Wellesley College, the alma mater of former US Secretaries of State Hillary Clinton and Madeleine Albright, is currently being investigated by the Department of Education’s Office for Civil Rights (OCR) over allegations that it contravened Title VI of the Civil Rights Act by failing to respond to an antisemitic incident that took place in October.
The complaint that prompted the government’s investigation of the college was filed by the Louis D. Brandeis Center for Human Rights Under Law on Nov 9. It cited an incident in which a residential staff employee of Munger Hall sent an email to students that said “there should be no space, no consideration, and no support for Zionism with the Wellesley College community.” The employee, who was never punished, went on to call Jewish students who complained about the email “some weak bitches fr [for real]” on a personal Instagram account that is accessible to the student residents she supervises and serves.
October’s incident is not Wellesley College’s first antisemitism scandal. In 2022, the editorial board of The Wellesley News, the campus’ official newspaper, endorsed The Mapping Project — an American pro-BDS organization, which promotes a conspiracy theory purporting to show a connection between Zionism, police brutality, and “the colonization of Palestine” — a decision the paper’s student-led staff later rescinded.
Johnson unequivocally denounced The Wellesley News’ endorsement of the organization, saying that “Wellesley College rejects the Mapping Project for promoting antisemitism.”
Johnson added that “claiming that Jewish people and organizations are responsible for a host of societal harms and calling for action against them is, by definition, antisemitism.”
The clash between Johnson and Wellesley’s faculty comes amid a surge in antisemitism on college campuses across the West. Universities have been hubs of such antisemitism since Hamas’ Oct. 7 massacre across southern Israel, with students and faculty both demonizing Israel and rationalizing the Palestinian terror group’s onslaught. Incidents of harassment and even violence against Jewish students have also increased. As a result, Jewish students have expressed feeling unsafe and unprotected on campuses. In some cases, Jewish communities on campuses have been forced to endure threats of rape and mass slaughter.

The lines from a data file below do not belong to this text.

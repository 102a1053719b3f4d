#![doc = include_str!("../README.md")]

mod cache;
mod config;
mod error;
mod event;
mod extract;
mod marker;
mod mirror;
mod objstore;
mod pipeline;
mod publish;
mod route;

pub use cache::{
    CompletionCache, Document, DocumentStore, FieldValue, MemoryDocumentStore,
    ObjectDocumentStore, UPDATED_AT_FIELD,
};
pub use config::Config;
pub use error::{ChatDropError, Result};
pub use event::TriggerEvent;
pub use extract::{ArchiveExtractor, DownloadedArchive, ExtractedEntry};
pub use marker::MarkerDetector;
pub use mirror::{CopySummary, TreeCopier};
pub use objstore::{
    parse_object_url, Bucket, MemoryBucket, MemoryObjectStorage, ObjectMetadata, ObjectStorage,
    ObjectStorageFactory, ObjectSummary, RewriteProgress, RewriteToken, StoredObject,
};
pub use pipeline::{Pipeline, PipelineOutcome, PipelineProgressCallback, Stage};
pub use publish::{PublishSummary, TreePublisher};
pub use route::{route, ArchiveUpload, Route, SkipReason, MARKER_FILE_NAME};
//! Endpoints: where telemetry events go.
//!
//! An endpoint either disposes of events itself (a terminal sink such as
//! [`InMemoryEndpoint`]) or decorates another endpoint ([`PropertySetter`]).
//! External backends — network uploaders, file loggers — plug into the chain
//! by implementing [`Endpoint`].

pub mod memory;
pub mod setter;

pub use memory::InMemoryEndpoint;
pub use setter::PropertySetter;

use crate::event::Event;

/// A destination for telemetry events.
///
/// Every operation is synchronous and runs to completion on the caller's
/// thread. `write` takes `&mut self`, so single-writer-at-a-time use is
/// enforced by the borrow rules; callers wanting to share a chain across
/// threads add their own synchronization.
pub trait Endpoint {
    /// Accept an event for disposition. `None` models a missing event;
    /// what happens to it is the implementor's policy (decorators swallow
    /// it, the in-memory sink retains it as-is).
    fn write(&mut self, event: Option<Event>);

    /// Release any resources this endpoint holds. Decorators must forward
    /// the call down the chain. Implementations should tolerate repeated
    /// calls; no state machine rejects writes after close.
    fn close(&mut self);
}

impl<E: Endpoint + ?Sized> Endpoint for Box<E> {
    fn write(&mut self, event: Option<Event>) {
        (**self).write(event);
    }

    fn close(&mut self) {
        (**self).close();
    }
}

A recent poll, released by Hillel International, found that 37 percent of Jewish college students have felt the need to hide their Jewish identity on campus since the Oct. 7 atrocities, in which some 1,200 people, mostly civilians, were murdered and 240 others taken as hostages into Gaza. The survey also found that 35 percent of respondents said there have been acts of hate or violence against Jews on campus. A majority of those surveyed said they were unsatisfied with their university’s response to those incidents.